#### ENTRIES SHOWN ####

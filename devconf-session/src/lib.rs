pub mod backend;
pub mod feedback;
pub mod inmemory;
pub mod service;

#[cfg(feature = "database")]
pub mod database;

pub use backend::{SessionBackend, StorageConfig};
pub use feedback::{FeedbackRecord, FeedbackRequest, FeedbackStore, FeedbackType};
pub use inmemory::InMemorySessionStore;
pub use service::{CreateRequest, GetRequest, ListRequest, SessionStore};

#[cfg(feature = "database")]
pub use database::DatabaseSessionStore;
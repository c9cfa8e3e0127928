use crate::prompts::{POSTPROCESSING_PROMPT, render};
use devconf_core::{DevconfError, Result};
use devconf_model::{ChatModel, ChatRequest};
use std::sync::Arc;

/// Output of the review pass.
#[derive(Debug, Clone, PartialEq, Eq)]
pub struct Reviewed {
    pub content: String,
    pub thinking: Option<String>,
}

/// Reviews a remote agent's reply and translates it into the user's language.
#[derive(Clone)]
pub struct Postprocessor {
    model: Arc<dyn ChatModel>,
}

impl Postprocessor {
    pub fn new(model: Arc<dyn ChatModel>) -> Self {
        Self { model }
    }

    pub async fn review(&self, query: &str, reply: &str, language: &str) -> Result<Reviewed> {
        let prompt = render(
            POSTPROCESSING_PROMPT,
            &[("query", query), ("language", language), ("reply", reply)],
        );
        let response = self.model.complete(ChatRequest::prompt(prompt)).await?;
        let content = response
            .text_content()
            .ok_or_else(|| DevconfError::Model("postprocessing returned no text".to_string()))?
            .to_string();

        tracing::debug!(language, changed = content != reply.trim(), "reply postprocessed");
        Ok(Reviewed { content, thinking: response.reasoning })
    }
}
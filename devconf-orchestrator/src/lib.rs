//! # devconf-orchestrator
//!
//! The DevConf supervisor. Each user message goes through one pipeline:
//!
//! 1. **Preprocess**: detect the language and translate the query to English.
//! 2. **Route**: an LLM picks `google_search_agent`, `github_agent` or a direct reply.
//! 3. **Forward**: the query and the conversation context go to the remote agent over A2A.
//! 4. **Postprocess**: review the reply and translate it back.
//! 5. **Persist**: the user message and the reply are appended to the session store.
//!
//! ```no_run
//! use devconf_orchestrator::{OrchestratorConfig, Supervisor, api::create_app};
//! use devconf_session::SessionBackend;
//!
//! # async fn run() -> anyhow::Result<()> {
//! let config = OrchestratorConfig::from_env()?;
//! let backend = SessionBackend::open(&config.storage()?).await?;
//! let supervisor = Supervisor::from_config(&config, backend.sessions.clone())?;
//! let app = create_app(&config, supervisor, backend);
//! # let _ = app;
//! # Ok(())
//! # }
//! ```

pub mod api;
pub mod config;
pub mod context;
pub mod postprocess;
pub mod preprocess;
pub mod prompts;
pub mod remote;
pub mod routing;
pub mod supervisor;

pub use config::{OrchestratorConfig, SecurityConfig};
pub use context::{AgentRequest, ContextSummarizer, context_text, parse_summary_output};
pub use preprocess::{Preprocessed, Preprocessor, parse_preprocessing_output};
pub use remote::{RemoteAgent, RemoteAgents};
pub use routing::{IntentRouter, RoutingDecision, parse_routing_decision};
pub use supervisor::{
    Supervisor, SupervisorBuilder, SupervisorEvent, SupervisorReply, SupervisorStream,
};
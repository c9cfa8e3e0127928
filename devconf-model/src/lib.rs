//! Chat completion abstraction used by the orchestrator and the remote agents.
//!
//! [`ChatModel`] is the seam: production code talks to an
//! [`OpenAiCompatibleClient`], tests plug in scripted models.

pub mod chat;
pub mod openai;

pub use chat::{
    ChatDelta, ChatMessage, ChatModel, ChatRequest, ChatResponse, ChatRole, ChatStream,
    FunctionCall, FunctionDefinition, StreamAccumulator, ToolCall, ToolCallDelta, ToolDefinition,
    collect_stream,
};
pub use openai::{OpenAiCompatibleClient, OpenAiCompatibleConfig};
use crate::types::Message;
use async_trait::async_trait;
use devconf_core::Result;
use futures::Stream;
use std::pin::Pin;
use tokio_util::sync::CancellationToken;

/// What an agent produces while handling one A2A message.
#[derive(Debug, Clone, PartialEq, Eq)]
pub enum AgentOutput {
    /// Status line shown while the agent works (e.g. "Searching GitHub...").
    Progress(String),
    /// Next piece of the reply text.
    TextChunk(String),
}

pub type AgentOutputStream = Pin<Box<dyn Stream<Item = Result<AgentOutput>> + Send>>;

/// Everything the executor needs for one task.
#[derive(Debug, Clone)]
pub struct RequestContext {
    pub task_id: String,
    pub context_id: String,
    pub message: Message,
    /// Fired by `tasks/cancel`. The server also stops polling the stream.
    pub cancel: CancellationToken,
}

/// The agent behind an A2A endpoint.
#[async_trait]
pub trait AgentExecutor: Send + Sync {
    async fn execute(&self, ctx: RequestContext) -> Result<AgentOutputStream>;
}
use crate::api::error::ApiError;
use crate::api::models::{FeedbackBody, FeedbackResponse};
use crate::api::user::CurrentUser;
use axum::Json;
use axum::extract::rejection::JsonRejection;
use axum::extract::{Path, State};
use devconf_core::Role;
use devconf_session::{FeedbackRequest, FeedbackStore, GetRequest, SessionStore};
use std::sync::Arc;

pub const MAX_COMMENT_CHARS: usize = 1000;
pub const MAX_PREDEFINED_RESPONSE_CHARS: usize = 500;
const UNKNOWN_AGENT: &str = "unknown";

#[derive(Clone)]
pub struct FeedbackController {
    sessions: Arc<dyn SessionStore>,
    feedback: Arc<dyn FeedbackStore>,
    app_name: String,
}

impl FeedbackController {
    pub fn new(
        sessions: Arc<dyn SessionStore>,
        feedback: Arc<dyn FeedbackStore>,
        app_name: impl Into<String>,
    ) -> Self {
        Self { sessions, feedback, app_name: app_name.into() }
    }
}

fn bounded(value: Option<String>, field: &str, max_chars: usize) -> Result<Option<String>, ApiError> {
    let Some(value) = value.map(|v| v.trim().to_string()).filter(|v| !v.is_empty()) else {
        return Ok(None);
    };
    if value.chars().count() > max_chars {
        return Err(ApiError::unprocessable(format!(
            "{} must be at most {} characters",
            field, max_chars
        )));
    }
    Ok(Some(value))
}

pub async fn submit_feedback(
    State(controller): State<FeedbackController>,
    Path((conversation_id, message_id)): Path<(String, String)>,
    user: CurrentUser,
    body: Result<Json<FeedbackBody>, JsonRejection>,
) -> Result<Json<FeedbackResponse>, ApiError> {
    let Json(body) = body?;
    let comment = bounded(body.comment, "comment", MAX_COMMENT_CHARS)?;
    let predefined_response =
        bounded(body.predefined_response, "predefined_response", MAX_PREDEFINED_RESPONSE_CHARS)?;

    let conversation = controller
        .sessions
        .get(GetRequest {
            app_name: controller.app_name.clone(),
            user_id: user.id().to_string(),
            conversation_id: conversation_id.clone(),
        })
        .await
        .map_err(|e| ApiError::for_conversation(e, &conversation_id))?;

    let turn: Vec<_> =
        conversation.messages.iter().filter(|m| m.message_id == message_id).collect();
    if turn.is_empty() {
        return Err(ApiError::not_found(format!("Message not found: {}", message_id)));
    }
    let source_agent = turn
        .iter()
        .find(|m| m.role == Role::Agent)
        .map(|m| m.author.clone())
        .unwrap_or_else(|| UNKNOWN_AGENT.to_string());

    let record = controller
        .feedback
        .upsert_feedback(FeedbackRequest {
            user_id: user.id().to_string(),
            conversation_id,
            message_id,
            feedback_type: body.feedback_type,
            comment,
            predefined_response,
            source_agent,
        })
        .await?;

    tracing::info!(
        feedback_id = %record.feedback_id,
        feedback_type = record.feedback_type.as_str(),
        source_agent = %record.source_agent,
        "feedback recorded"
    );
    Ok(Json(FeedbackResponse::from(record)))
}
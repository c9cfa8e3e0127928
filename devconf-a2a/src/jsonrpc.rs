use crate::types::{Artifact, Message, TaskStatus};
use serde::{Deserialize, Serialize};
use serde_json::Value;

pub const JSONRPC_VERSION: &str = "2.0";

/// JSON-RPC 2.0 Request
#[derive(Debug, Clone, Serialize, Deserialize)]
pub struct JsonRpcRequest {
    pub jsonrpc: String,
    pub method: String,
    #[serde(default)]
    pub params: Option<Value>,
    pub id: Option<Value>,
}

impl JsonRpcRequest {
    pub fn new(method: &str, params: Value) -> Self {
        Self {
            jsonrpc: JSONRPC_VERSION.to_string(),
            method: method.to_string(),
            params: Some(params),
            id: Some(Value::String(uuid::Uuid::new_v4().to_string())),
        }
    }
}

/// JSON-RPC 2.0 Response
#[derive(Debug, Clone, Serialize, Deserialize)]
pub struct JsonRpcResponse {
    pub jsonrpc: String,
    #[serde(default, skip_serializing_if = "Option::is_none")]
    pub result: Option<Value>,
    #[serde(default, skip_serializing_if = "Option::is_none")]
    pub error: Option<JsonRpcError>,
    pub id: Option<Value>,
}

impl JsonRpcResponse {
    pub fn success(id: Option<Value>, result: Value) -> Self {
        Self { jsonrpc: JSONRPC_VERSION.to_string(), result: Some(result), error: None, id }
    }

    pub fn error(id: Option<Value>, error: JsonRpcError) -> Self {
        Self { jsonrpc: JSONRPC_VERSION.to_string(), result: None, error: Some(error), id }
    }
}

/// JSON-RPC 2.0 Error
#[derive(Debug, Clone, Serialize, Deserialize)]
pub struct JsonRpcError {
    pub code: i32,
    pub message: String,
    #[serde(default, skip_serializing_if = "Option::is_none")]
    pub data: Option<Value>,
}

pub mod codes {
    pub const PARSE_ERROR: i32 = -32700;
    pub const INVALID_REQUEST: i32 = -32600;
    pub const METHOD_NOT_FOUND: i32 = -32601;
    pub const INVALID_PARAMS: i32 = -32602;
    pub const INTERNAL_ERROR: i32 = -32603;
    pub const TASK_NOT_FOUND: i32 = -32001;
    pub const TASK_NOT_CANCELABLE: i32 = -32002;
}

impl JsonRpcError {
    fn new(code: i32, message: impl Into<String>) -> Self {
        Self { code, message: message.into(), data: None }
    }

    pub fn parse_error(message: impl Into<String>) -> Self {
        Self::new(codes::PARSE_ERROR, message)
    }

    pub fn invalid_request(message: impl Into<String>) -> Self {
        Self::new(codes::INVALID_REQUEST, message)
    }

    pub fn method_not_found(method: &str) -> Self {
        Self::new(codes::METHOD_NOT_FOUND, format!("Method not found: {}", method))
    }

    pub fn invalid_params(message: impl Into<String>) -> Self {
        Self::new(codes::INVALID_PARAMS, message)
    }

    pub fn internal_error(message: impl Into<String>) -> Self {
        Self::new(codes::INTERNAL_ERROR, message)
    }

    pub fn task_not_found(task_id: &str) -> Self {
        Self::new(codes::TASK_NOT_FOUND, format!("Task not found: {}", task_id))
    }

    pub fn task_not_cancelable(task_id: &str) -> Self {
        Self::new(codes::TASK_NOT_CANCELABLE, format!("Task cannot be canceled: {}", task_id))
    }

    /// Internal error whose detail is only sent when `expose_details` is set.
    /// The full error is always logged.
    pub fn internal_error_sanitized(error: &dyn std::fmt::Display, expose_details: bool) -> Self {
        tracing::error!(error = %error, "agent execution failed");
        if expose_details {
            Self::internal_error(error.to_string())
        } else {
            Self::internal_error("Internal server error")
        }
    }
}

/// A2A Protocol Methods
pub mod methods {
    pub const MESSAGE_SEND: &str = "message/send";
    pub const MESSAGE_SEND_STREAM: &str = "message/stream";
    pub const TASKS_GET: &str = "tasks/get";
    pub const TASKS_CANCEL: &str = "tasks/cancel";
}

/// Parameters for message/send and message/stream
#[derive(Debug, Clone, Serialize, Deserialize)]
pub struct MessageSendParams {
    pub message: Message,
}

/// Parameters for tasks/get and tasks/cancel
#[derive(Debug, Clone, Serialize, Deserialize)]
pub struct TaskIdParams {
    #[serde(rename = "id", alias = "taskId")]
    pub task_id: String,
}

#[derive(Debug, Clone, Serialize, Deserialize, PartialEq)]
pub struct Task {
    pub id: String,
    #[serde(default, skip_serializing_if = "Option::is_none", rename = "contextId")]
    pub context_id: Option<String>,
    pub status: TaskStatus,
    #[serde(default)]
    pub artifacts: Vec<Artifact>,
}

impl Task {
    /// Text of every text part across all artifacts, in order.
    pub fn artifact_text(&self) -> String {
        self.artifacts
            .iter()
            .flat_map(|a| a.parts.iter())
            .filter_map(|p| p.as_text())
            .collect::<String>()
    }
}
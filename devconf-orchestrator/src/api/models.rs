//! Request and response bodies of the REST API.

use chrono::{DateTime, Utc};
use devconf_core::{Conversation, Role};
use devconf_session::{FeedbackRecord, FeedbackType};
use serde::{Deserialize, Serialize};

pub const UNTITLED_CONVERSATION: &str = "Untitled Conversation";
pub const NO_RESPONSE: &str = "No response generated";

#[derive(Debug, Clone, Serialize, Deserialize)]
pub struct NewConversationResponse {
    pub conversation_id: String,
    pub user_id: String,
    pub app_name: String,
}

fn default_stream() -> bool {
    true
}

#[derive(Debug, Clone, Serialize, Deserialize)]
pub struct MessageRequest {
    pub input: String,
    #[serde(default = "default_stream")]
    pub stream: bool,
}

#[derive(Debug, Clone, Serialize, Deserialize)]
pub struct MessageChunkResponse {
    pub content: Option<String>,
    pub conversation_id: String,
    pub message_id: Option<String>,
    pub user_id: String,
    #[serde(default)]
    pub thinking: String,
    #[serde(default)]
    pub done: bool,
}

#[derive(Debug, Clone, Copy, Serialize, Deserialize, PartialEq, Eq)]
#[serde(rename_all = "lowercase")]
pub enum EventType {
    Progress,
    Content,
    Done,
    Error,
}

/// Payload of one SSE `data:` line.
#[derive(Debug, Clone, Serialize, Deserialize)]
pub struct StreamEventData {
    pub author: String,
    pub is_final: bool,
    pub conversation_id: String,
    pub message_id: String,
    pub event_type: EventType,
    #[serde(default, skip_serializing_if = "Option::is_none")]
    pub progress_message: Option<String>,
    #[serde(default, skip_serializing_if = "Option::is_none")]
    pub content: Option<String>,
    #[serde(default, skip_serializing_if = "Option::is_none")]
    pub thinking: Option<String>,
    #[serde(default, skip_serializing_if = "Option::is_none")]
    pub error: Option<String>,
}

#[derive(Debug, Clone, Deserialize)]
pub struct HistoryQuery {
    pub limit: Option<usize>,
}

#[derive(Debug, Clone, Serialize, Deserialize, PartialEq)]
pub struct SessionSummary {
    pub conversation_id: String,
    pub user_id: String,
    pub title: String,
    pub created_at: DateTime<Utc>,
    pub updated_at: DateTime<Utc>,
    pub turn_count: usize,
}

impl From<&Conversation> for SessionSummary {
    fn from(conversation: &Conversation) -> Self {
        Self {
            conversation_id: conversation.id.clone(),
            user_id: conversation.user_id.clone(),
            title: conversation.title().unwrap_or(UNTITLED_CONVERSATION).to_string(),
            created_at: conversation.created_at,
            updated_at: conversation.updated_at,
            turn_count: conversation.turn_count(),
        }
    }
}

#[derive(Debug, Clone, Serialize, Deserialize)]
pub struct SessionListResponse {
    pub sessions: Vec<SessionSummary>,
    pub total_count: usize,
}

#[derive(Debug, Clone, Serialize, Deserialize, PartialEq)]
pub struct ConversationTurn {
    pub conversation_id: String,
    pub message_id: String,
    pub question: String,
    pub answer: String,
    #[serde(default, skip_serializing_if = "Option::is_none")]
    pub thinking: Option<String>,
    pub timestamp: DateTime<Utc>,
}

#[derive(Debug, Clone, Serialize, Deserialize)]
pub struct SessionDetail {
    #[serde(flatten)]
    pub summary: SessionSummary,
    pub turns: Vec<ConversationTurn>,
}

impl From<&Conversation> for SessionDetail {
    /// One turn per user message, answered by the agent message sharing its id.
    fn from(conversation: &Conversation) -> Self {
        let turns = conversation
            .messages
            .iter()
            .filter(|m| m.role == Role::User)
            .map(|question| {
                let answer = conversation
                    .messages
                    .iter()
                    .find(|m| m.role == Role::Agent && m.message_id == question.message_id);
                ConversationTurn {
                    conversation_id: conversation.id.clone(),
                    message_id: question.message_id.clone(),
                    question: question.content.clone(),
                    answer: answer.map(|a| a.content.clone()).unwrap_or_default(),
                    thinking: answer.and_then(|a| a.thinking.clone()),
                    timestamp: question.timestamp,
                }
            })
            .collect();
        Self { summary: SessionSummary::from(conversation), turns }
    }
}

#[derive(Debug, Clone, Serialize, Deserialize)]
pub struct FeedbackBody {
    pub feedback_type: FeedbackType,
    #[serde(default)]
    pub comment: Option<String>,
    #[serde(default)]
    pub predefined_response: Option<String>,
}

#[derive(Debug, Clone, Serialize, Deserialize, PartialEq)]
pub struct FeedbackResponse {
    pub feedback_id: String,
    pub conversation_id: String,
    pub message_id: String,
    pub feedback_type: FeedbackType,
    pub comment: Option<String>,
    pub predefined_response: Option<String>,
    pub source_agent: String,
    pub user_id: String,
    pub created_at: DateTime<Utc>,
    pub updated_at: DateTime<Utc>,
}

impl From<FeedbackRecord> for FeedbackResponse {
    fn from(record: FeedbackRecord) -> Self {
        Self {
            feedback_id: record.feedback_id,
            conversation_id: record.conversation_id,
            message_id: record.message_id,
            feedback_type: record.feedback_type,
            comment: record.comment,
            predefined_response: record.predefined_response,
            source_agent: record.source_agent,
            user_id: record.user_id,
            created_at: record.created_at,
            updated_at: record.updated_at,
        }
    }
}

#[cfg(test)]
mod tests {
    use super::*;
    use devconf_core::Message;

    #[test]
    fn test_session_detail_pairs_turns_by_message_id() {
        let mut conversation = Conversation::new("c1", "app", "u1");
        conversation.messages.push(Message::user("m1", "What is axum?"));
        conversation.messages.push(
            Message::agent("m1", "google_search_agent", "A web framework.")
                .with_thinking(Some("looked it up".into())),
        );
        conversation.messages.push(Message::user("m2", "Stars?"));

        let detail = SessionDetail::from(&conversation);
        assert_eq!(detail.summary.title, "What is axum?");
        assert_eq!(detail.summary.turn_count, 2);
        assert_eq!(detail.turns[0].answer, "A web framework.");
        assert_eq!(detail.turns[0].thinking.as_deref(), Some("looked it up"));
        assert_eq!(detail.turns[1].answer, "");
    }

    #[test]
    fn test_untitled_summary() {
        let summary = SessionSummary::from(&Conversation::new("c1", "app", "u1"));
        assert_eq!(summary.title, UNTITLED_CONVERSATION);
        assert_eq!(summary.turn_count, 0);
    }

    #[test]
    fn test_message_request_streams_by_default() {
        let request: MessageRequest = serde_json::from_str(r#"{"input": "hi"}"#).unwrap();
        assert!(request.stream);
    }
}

####

* ABOUT THIS TASK
Scan the listing above, and wherever a line holds the string "types", copy that line.

* ANSWER TO THIS TASK
use crate::types::Message;
use crate::types::{Artifact, Message, TaskStatus};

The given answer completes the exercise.